Filled via-in-pad would be cool but that\'s complex and expensive. As
is buried vias.


The BGA pads are 16 mils. 8 mil drills on the BGA vias. 6 mil traces
mostly, except for the 50 ohm monsters. No big deal these days. Works
great.

Yeah, 0.8 mm pad centers are doable, but I don\'t know where the line is for higher pricing on the PWB. The via pads seem to be pushing the technology line at JLCPCB. Not that I\'m using them, but if they can do it, pretty much anyone should be able to do it.
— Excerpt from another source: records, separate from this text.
//! View scopes and the visible-task filter.

use crate::error::{Error, Result};
use crate::tasks::Task;
use serde::Serialize;
use std::fmt;
use std::str::FromStr;

/// Which slice of the task list is on screen.
#[derive(Debug, Clone, Copy, PartialEq, Eq, Default, Serialize)]
#[serde(rename_all = "lowercase")]
pub enum ViewScope {
    /// Tasks not yet archived.
    #[default]
    Active,
    /// Archived tasks only.
    Archive,
    /// Everything.
    All,
    /// Tasks carrying the selected tag.
    Tag,
}

impl ViewScope {
    /// Get the string representation of the scope.
    #[must_use]
    pub const fn as_str(self) -> &'static str {
        match self {
            Self::Active => "active",
            Self::Archive => "archive",
            Self::All => "all",
            Self::Tag => "tag",
        }
    }

    /// Indicator shown on the scope toggle.
    #[must_use]
    pub const fn icon(self) -> &'static str {
        match self {
            Self::Active => "📋",
            Self::Archive => "📦",
            Self::All | Self::Tag => "📚",
        }
    }
}

impl fmt::Display for ViewScope {
    fn fmt(&self, f: &mut fmt::Formatter<'_>) -> fmt::Result {
        f.write_str(self.as_str())
    }
}

impl FromStr for ViewScope {
    type Err = Error;

    fn from_str(s: &str) -> Result<Self> {
        match s.to_lowercase().as_str() {
            "active" => Ok(Self::Active),
            "archive" => Ok(Self::Archive),
            "all" => Ok(Self::All),
            "tag" => Ok(Self::Tag),
            _ => Err(Error::InvalidScope(s.to_string())),
        }
    }
}

/// Current view selection. Lives for the process; never persisted.
#[derive(Debug, Clone, Default, PartialEq, Eq, Serialize)]
pub struct ViewState {
    /// Active scope.
    pub scope: ViewScope,
    /// Selected tag when `scope` is [`ViewScope::Tag`].
    pub tag_id: Option<String>,
}

impl ViewState {
    /// A view of `scope` with no tag selected.
    #[must_use]
    pub const fn new(scope: ViewScope) -> Self {
        Self { scope, tag_id: None }
    }

    /// A tag view.
    #[must_use]
    pub fn tag(tag_id: impl Into<String>) -> Self {
        Self { scope: ViewScope::Tag, tag_id: Some(tag_id.into()) }
    }

    /// Switch scope, clearing any tag selection.
    pub fn set_scope(&mut self, scope: ViewScope) {
        self.scope = scope;
        self.tag_id = None;
    }
}

/// The tasks visible under `view`, in collection order.
#[must_use]
pub fn visible_tasks<'a>(tasks: &'a [Task], view: &ViewState) -> Vec<&'a Task> {
    match view.scope {
        ViewScope::Active => tasks.iter().filter(|t| !t.archived).collect(),
        ViewScope::Archive => tasks.iter().filter(|t| t.archived).collect(),
        ViewScope::Tag => match view.tag_id.as_deref() {
            Some(tag) if !tag.is_empty() => tasks.iter().filter(|t| t.has_tag(tag)).collect(),
            _ => tasks.iter().collect(),
        },
        ViewScope::All => tasks.iter().collect(),
    }
}

#[cfg(test)]
mod tests {
    use super::*;
    use crate::tasks::models::sample_task;
    use proptest::prelude::*;
    use std::collections::HashSet;

    fn ids(tasks: &[&Task]) -> Vec<i64> {
        tasks.iter().map(|t| t.id).collect()
    }

    fn fixture() -> Vec<Task> {
        let mut archived = sample_task(2, "2025-01-02");
        archived.archived = true;
        archived.tag_ids = vec!["school".to_string()];
        let mut tagged = sample_task(3, "2025-01-03");
        tagged.tag_ids = vec!["school".to_string(), "work".to_string()];
        vec![sample_task(1, "2025-01-01"), archived, tagged]
    }

    #[test]
    fn test_active_and_archive() {
        let tasks = fixture();
        assert_eq!(ids(&visible_tasks(&tasks, &ViewState::new(ViewScope::Active))), vec![1, 3]);
        assert_eq!(ids(&visible_tasks(&tasks, &ViewState::new(ViewScope::Archive))), vec![2]);
        assert_eq!(ids(&visible_tasks(&tasks, &ViewState::new(ViewScope::All))), vec![1, 2, 3]);
    }

    #[test]
    fn test_tag_scope() {
        let tasks = fixture();
        assert_eq!(ids(&visible_tasks(&tasks, &ViewState::tag("school"))), vec![2, 3]);
        assert_eq!(ids(&visible_tasks(&tasks, &ViewState::tag("work"))), vec![3]);
        assert!(visible_tasks(&tasks, &ViewState::tag("none")).is_empty());
        assert_eq!(ids(&visible_tasks(&tasks, &ViewState::new(ViewScope::Tag))), vec![1, 2, 3]);
    }

    #[test]
    fn test_set_scope_clears_tag() {
        let mut view = ViewState::tag("school");
        view.set_scope(ViewScope::Archive);
        assert_eq!(view, ViewState::new(ViewScope::Archive));
    }

    #[test]
    fn test_scope_parsing_and_icons() {
        assert_eq!("Archive".parse::<ViewScope>().unwrap(), ViewScope::Archive);
        assert!(matches!("later".parse::<ViewScope>(), Err(Error::InvalidScope(_))));
        assert_eq!(ViewScope::Active.icon(), "📋");
        assert_eq!(ViewScope::Archive.icon(), "📦");
        assert_eq!(ViewScope::Tag.icon(), ViewScope::All.icon());
        assert_eq!(ViewScope::All.to_string(), "all");
    }

    proptest! {
        #[test]
        fn prop_active_and_archive_partition_all(flags in proptest::collection::vec(any::<bool>(), 0..30)) {
            let tasks: Vec<Task> = flags
                .iter()
                .enumerate()
                .map(|(i, archived)| {
                    let mut task = sample_task(i64::try_from(i).unwrap(), "2025-01-01");
                    task.archived = *archived;
                    task
                })
                .collect();

            let active: HashSet<i64> =
                visible_tasks(&tasks, &ViewState::new(ViewScope::Active)).iter().map(|t| t.id).collect();
            let archive: HashSet<i64> =
                visible_tasks(&tasks, &ViewState::new(ViewScope::Archive)).iter().map(|t| t.id).collect();
            let all: HashSet<i64> =
                visible_tasks(&tasks, &ViewState::new(ViewScope::All)).iter().map(|t| t.id).collect();

            prop_assert!(active.is_disjoint(&archive));
            prop_assert_eq!(active.union(&archive).copied().collect::<HashSet<_>>(), all);
        }
    }
}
They build 0.45 mm via pads and 0.2 mm drills (5 mil annular ring and 8 mil drill), but charge extra for a 0.4 mm via pads (4 mil annular ring).
We use US suppliers for production boards, and they seem to think this
6-layer board is within the normal range. One advantage to using a big
FPGA (256 balls in this case) is that you don\'t have to go deep to hit
enough balls, so may save a PCB layer or two. The T20-256 is a nice
part and Digikey has 29,000 in stock.

I don\'t follow that exactly. If I could get a 100 ball BGA on 1.0 mm centers, I would have zero trouble with routing and breakout. That could be routed 100% on a double sided board. One side gets the two outer rings of pads leaving 6x6. The other layer routes the remainder. But FPGA companies don\'t like small packages. They have much more demand at the larger I/O counts. Xilinx has a 196 ball, 1.0 mm package, but not much inventory and lead time is the standard 52 weeks.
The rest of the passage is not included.